SUPPLIED DATA:
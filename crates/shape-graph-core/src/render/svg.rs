//! Orthographic 3D scatter plot written as SVG.
//!
//! Points are centered on their bounding box, rotated by the configured
//! azimuth (about z) and elevation, and scaled by one factor on every axis so
//! the aspect ratio is equal. Markers are painted back to front.

use svg::node::element::{Circle, Group, Line, Rectangle};
use svg::{Document, Node};
use tracing::info;

use super::{ScatterColumns, ScatterRenderer};
use crate::config::RenderConfig;
use crate::error::{CoreError, CoreResult};
use crate::graph_linking::KnnEdge;

/// Fraction of the canvas the cloud may occupy.
const FILL: f32 = 0.9;
const ROUND_TO_DIGITS: usize = 2;

/// Renders scatter plots to SVG files.
#[derive(Debug, Clone, Default)]
pub struct SvgScatterRenderer {
    config: RenderConfig,
}

/// A projected point: canvas position plus depth along the view direction.
#[derive(Debug, Clone, Copy)]
struct Projected {
    sx: f32,
    sy: f32,
    depth: f32,
}

impl SvgScatterRenderer {
    pub fn new(config: RenderConfig) -> Self {
        Self { config }
    }

    pub fn config(&self) -> &RenderConfig {
        &self.config
    }

    /// Build the SVG document.
    pub fn document(&self, scatter: &ScatterColumns, edges: Option<&[KnnEdge]>) -> CoreResult<Document> {
        let cfg = &self.config;
        if cfg.width == 0 || cfg.height == 0 {
            return Err(CoreError::RenderError("canvas width and height must be positive".into()));
        }
        if scatter.y.len() != scatter.len() || scatter.z.len() != scatter.len() {
            return Err(CoreError::RenderError(format!(
                "column lengths differ: x = {}, y = {}, z = {}",
                scatter.len(),
                scatter.y.len(),
                scatter.z.len()
            )));
        }
        let color = checked_color(&cfg.color)?;
        let edge_color = checked_color(&cfg.edge_color)?;

        let projected = self.project(scatter);

        let mut document = Document::new()
            .set("width", cfg.width)
            .set("height", cfg.height)
            .set("viewBox", format!("0 0 {} {}", cfg.width, cfg.height))
            .add(
                Rectangle::new()
                    .set("width", "100%")
                    .set("height", "100%")
                    .set("fill", "white"),
            );

        if let (true, Some(edges)) = (cfg.draw_edges, edges) {
            let mut group = Group::new()
                .set("stroke", edge_color)
                .set("stroke-width", 0.5)
                .set("stroke-opacity", 0.6);
            for edge in edges {
                let (Some(a), Some(b)) = (projected.get(edge.source()), projected.get(edge.target()))
                else {
                    return Err(CoreError::RenderError(format!(
                        "edge {} -> {} references a point outside the scatter",
                        edge.source(),
                        edge.target()
                    )));
                };
                group.append(
                    Line::new()
                        .set("x1", round(a.sx))
                        .set("y1", round(a.sy))
                        .set("x2", round(b.sx))
                        .set("y2", round(b.sy)),
                );
            }
            document.append(group);
        }

        let mut order: Vec<usize> = (0..projected.len()).collect();
        order.sort_by(|&a, &b| projected[a].depth.total_cmp(&projected[b].depth));

        let mut markers = Group::new().set("fill", color).set("fill-opacity", 0.8);
        for i in order {
            let p = projected[i];
            markers.append(
                Circle::new()
                    .set("cx", round(p.sx))
                    .set("cy", round(p.sy))
                    .set("r", cfg.marker_radius),
            );
        }
        document.append(markers);

        Ok(document)
    }

    /// Produce the SVG markup.
    pub fn to_svg(&self, scatter: &ScatterColumns, edges: Option<&[KnnEdge]>) -> CoreResult<String> {
        Ok(self.document(scatter, edges)?.to_string())
    }

    fn project(&self, scatter: &ScatterColumns) -> Vec<Projected> {
        let cfg = &self.config;
        if scatter.is_empty() {
            return Vec::new();
        }

        let (min, max) = (0..3).fold(([f32::INFINITY; 3], [f32::NEG_INFINITY; 3]), |(mut lo, mut hi), axis| {
            let column = match axis {
                0 => &scatter.x,
                1 => &scatter.y,
                _ => &scatter.z,
            };
            for &v in column {
                lo[axis] = lo[axis].min(v);
                hi[axis] = hi[axis].max(v);
            }
            (lo, hi)
        });
        let center = [
            (min[0] + max[0]) * 0.5,
            (min[1] + max[1]) * 0.5,
            (min[2] + max[2]) * 0.5,
        ];
        // Half-diagonal of the bounding box bounds the projection for any view.
        let half_diagonal = ((max[0] - min[0]).powi(2) + (max[1] - min[1]).powi(2) + (max[2] - min[2]).powi(2))
            .sqrt()
            * 0.5;
        let half_canvas = cfg.width.min(cfg.height) as f32 * 0.5 * FILL;
        let scale = if half_diagonal > 0.0 {
            half_canvas / half_diagonal
        } else {
            1.0
        };

        let (sin_az, cos_az) = cfg.azimuth_deg.to_radians().sin_cos();
        let (sin_el, cos_el) = cfg.elevation_deg.to_radians().sin_cos();
        let (cx, cy) = (cfg.width as f32 * 0.5, cfg.height as f32 * 0.5);

        (0..scatter.len())
            .map(|i| {
                let x = scatter.x[i] - center[0];
                let y = scatter.y[i] - center[1];
                let z = scatter.z[i] - center[2];

                // Horizontal screen axis is perpendicular to the azimuth direction;
                // depth grows toward the viewer.
                let right = -x * sin_az + y * cos_az;
                let toward = x * cos_az + y * sin_az;
                let up = z * cos_el - toward * sin_el;
                let depth = toward * cos_el + z * sin_el;

                Projected {
                    sx: cx + right * scale,
                    sy: cy - up * scale,
                    depth,
                }
            })
            .collect()
    }
}

impl ScatterRenderer for SvgScatterRenderer {
    fn render(&self, scatter: &ScatterColumns, edges: Option<&[KnnEdge]>) -> CoreResult<()> {
        let document = self.document(scatter, edges)?;
        svg::save(&self.config.output, &document).map_err(|e| {
            CoreError::RenderError(format!(
                "failed to write {}: {}",
                self.config.output.display(),
                e
            ))
        })?;
        info!(
            output = %self.config.output.display(),
            points = scatter.len(),
            "rendered scatter plot"
        );
        Ok(())
    }
}

#[inline]
fn round(value: f32) -> f32 {
    let factor = 10f32.powi(ROUND_TO_DIGITS as i32);
    (value * factor).round() / factor
}

/// Colors must be a single non-empty attribute token.
fn checked_color(color: &str) -> CoreResult<&str> {
    if color.is_empty() || color.contains(|c: char| c.is_whitespace() || matches!(c, '"' | '<' | '>' | '&')) {
        return Err(CoreError::RenderError(format!("invalid color \"{color}\"")));
    }
    Ok(color)
}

WORK ORDER: Reproduce exactly, and only, the lines from the start of the entries through the one that contains "lengths differ: x".

WRITTEN ANSWER:
filename crates/shape-graph-core/src/render/svg.rs
//! Orthographic 3D scatter plot written as SVG.
//!
//! Points are centered on their bounding box, rotated by the configured
//! azimuth (about z) and elevation, and scaled by one factor on every axis so
//! the aspect ratio is equal. Markers are painted back to front.

use svg::node::element::{Circle, Group, Line, Rectangle};
use svg::{Document, Node};
use tracing::info;

use super::{ScatterColumns, ScatterRenderer};
use crate::config::RenderConfig;
use crate::error::{CoreError, CoreResult};
use crate::graph_linking::KnnEdge;

/// Fraction of the canvas the cloud may occupy.
const FILL: f32 = 0.9;
const ROUND_TO_DIGITS: usize = 2;

/// Renders scatter plots to SVG files.
#[derive(Debug, Clone, Default)]
pub struct SvgScatterRenderer {
    config: RenderConfig,
}

/// A projected point: canvas position plus depth along the view direction.
#[derive(Debug, Clone, Copy)]
struct Projected {
    sx: f32,
    sy: f32,
    depth: f32,
}

impl SvgScatterRenderer {
    pub fn new(config: RenderConfig) -> Self {
        Self { config }
    }

    pub fn config(&self) -> &RenderConfig {
        &self.config
    }

    /// Build the SVG document.
    pub fn document(&self, scatter: &ScatterColumns, edges: Option<&[KnnEdge]>) -> CoreResult<Document> {
        let cfg = &self.config;
        if cfg.width == 0 || cfg.height == 0 {
            return Err(CoreError::RenderError("canvas width and height must be positive".into()));
        }
        if scatter.y.len() != scatter.len() || scatter.z.len() != scatter.len() {
            return Err(CoreError::RenderError(format!(
                "column lengths differ: x = {}, y = {}, z = {}",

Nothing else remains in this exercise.